Remove from oven and cool in pan. Cake will rise somewhat,
especially around edges, but will still seem undercooked. As it
cools, it will sink in the center. This is correct! Let the dessert
cool completely in the pan on a rack. Cover and chill for several
hours in the refrigerator.
Run a knife or small spatula around the edge to release it from
pan. Warm the bottom of the pan on a stove burner on low heat for
just a few seconds; invert it onto a plate to unmold. Peel the
parchment liner from bottom and invert again onto serving plate or
corrugated cake circle (if you plan to frost it with whipped cream).

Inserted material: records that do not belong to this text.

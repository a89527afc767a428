// SPDX-License-Identifier: Apache-2.0

use alloc::boxed::Box;

/// Kind of a JSON value.
///
/// `Array` and `Object` are part of the JSON type set but the parser has no
/// grammar for containers, so no [`Value`] ever reports them.
#[derive(Debug, Clone, Copy, PartialEq, Eq, Hash)]
pub enum ValueType {
    Null,
    False,
    True,
    Number,
    String,
    Array,
    Object,
}

/// A parsed JSON value.
///
/// String payloads are raw bytes owned by the value. They are copied from the
/// input unchanged, so they are not guaranteed to be UTF-8.
#[derive(Debug, Clone, Default, PartialEq)]
pub enum Value {
    #[default]
    Null,
    False,
    True,
    Number(f64),
    String(Box<[u8]>),
}

impl Value {
    pub fn get_type(&self) -> ValueType {
        match self {
            Value::Null => ValueType::Null,
            Value::False => ValueType::False,
            Value::True => ValueType::True,
            Value::Number(_) => ValueType::Number,
            Value::String(_) => ValueType::String,
        }
    }

    /// Releases any owned storage and resets the value to `Null`.
    ///
    /// Calling it again on a `Null` value does nothing.
    pub fn free(&mut self) {
        *self = Value::Null;
    }

    pub fn set_null(&mut self) {
        self.free();
    }

    /// # Panics
    /// If the value is neither `True` nor `False`.
    pub fn get_boolean(&self) -> bool {
        match self.as_bool() {
            Some(b) => b,
            None => self.type_mismatch("boolean"),
        }
    }

    pub fn set_boolean(&mut self, b: bool) {
        *self = if b { Value::True } else { Value::False };
    }

    /// # Panics
    /// If the value is not a `Number`.
    pub fn get_number(&self) -> f64 {
        match self {
            Value::Number(n) => *n,
            _ => self.type_mismatch("number"),
        }
    }

    pub fn set_number(&mut self, n: f64) {
        *self = Value::Number(n);
    }

    /// Returns the string bytes.
    ///
    /// # Panics
    /// If the value is not a `String`.
    pub fn get_string(&self) -> &[u8] {
        match self {
            Value::String(s) => &s[..],
            _ => self.type_mismatch("string"),
        }
    }

    /// # Panics
    /// If the value is not a `String`.
    pub fn get_string_length(&self) -> usize {
        self.get_string().len()
    }

    /// Replaces the value with a copy of `bytes` as a string. The previous
    /// payload, if any, is dropped first.
    pub fn set_string(&mut self, bytes: &[u8]) {
        self.free();
        *self = Value::String(Box::from(bytes));
    }

    pub fn as_bool(&self) -> Option<bool> {
        match self {
            Value::True => Some(true),
            Value::False => Some(false),
            _ => None,
        }
    }

    pub fn as_number(&self) -> Option<f64> {
        match self {
            Value::Number(n) => Some(*n),
            _ => None,
        }
    }

    pub fn as_bytes(&self) -> Option<&[u8]> {
        match self {
            Value::String(s) => Some(&s[..]),
            _ => None,
        }
    }

    /// The string payload as `&str`, if this is a string holding valid UTF-8.
    pub fn as_str(&self) -> Option<&str> {
        self.as_bytes()
            .and_then(|bytes| core::str::from_utf8(bytes).ok())
    }

    fn type_mismatch(&self, wanted: &str) -> ! {
        panic!(
            "type mismatch: expected {wanted}, found {:?}",
            self.get_type()
        )
    }
}

impl From<bool> for Value {
    fn from(b: bool) -> Self {
        if b {
            Value::True
        } else {
            Value::False
        }
    }
}

impl From<f64> for Value {
    fn from(n: f64) -> Self {
        Value::Number(n)
    }
}

impl From<&[u8]> for Value {
    fn from(bytes: &[u8]) -> Self {
        Value::String(Box::from(bytes))
    }
}

impl From<&str> for Value {
    fn from(s: &str) -> Self {
        Value::from(s.as_bytes())
    }
}

#[cfg(test)]
mod tests {
    use super::*;

    #[test]
    fn test_default_is_null() {
        let value = Value::default();
        assert_eq!(value.get_type(), ValueType::Null);
    }

    #[test]
    fn test_set_and_get_boolean() {
        let mut value = Value::default();
        value.set_boolean(true);
        assert_eq!(value.get_type(), ValueType::True);
        assert!(value.get_boolean());
        value.set_boolean(false);
        assert_eq!(value.get_type(), ValueType::False);
        assert!(!value.get_boolean());
    }

    #[test]
    fn test_set_and_get_number() {
        let mut value = Value::default();
        value.set_number(1234.5);
        assert_eq!(value.get_type(), ValueType::Number);
        assert_eq!(value.get_number(), 1234.5);
        assert_eq!(value.as_number(), Some(1234.5));
    }

    #[test]
    fn test_set_string_round_trip() {
        let mut value = Value::default();
        value.set_string(b"");
        assert_eq!(value.get_string(), b"");
        assert_eq!(value.get_string_length(), 0);

        value.set_string(b"Hello");
        assert_eq!(value.get_string(), b"Hello");
        assert_eq!(value.get_string_length(), 5);
        assert_eq!(value.as_str(), Some("Hello"));
    }

    #[test]
    fn test_set_string_keeps_embedded_zero() {
        let mut value = Value::default();
        value.set_string(b"a\0b\0");
        assert_eq!(value.get_string(), b"a\0b\0");
        assert_eq!(value.get_string_length(), 4);
    }

    #[test]
    fn test_set_string_replaces_previous_payload() {
        let mut value = Value::from("first");
        value.set_string(b"second");
        assert_eq!(value.get_string(), b"second");
    }

    #[test]
    fn test_free_is_idempotent() {
        let mut value = Value::from("abc");
        value.free();
        assert_eq!(value, Value::Null);
        value.free();
        assert_eq!(value, Value::Null);
        value.set_null();
        assert_eq!(value.get_type(), ValueType::Null);
    }

    #[test]
    fn test_as_str_rejects_invalid_utf8() {
        let value = Value::from(&b"\xFF\xFE"[..]);
        assert_eq!(value.as_bytes(), Some(&b"\xFF\xFE"[..]));
        assert_eq!(value.as_str(), None);
        assert_eq!(Value::Null.as_str(), None);
    }

    #[test]
    fn test_non_panicking_views() {
        assert_eq!(Value::True.as_bool(), Some(true));
        assert_eq!(Value::Null.as_bool(), None);
        assert_eq!(Value::from(2.0).as_bytes(), None);
        assert_eq!(Value::from("x").as_number(), None);
    }

    #[test]
    #[should_panic(expected = "type mismatch")]
    fn test_get_number_on_string_panics() {
        Value::from("1").get_number();
    }

    #[test]
    #[should_panic(expected = "type mismatch")]
    fn test_get_string_on_null_panics() {
        Value::Null.get_string();
    }

    #[test]
    #[should_panic(expected = "type mismatch")]
    fn test_get_boolean_on_number_panics() {
        Value::from(0.0).get_boolean();
    }
}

The cake circle will be 1/2" bigger than the dessert all around. The
dessert will be right side up and higher around the edges than in the
middle. It may be made to this point up to 4 days in advance. Wrap
well and refrigerate until needed, or freeze for up to 3 months.
To Serve Simply: Remove from refrigerator at least one hour in
advance. Cut in wedges and pass lightly sweetened whipped cream and
sauces separately.
To Serve More Formally: Whip cream with remaining 3 Tbsp sugar and
mask cake thickly with about 3/4 of it. (Instructions in back of
book say to use a turntable. Cover cake with whipped cream, smooth
top, then hold spatula at an angle to sides and rotate turntable to
smooth.) Scrape the remaining whipped cream into pastry bag and pipe
large rosettes or swirls around the top edge of the cake.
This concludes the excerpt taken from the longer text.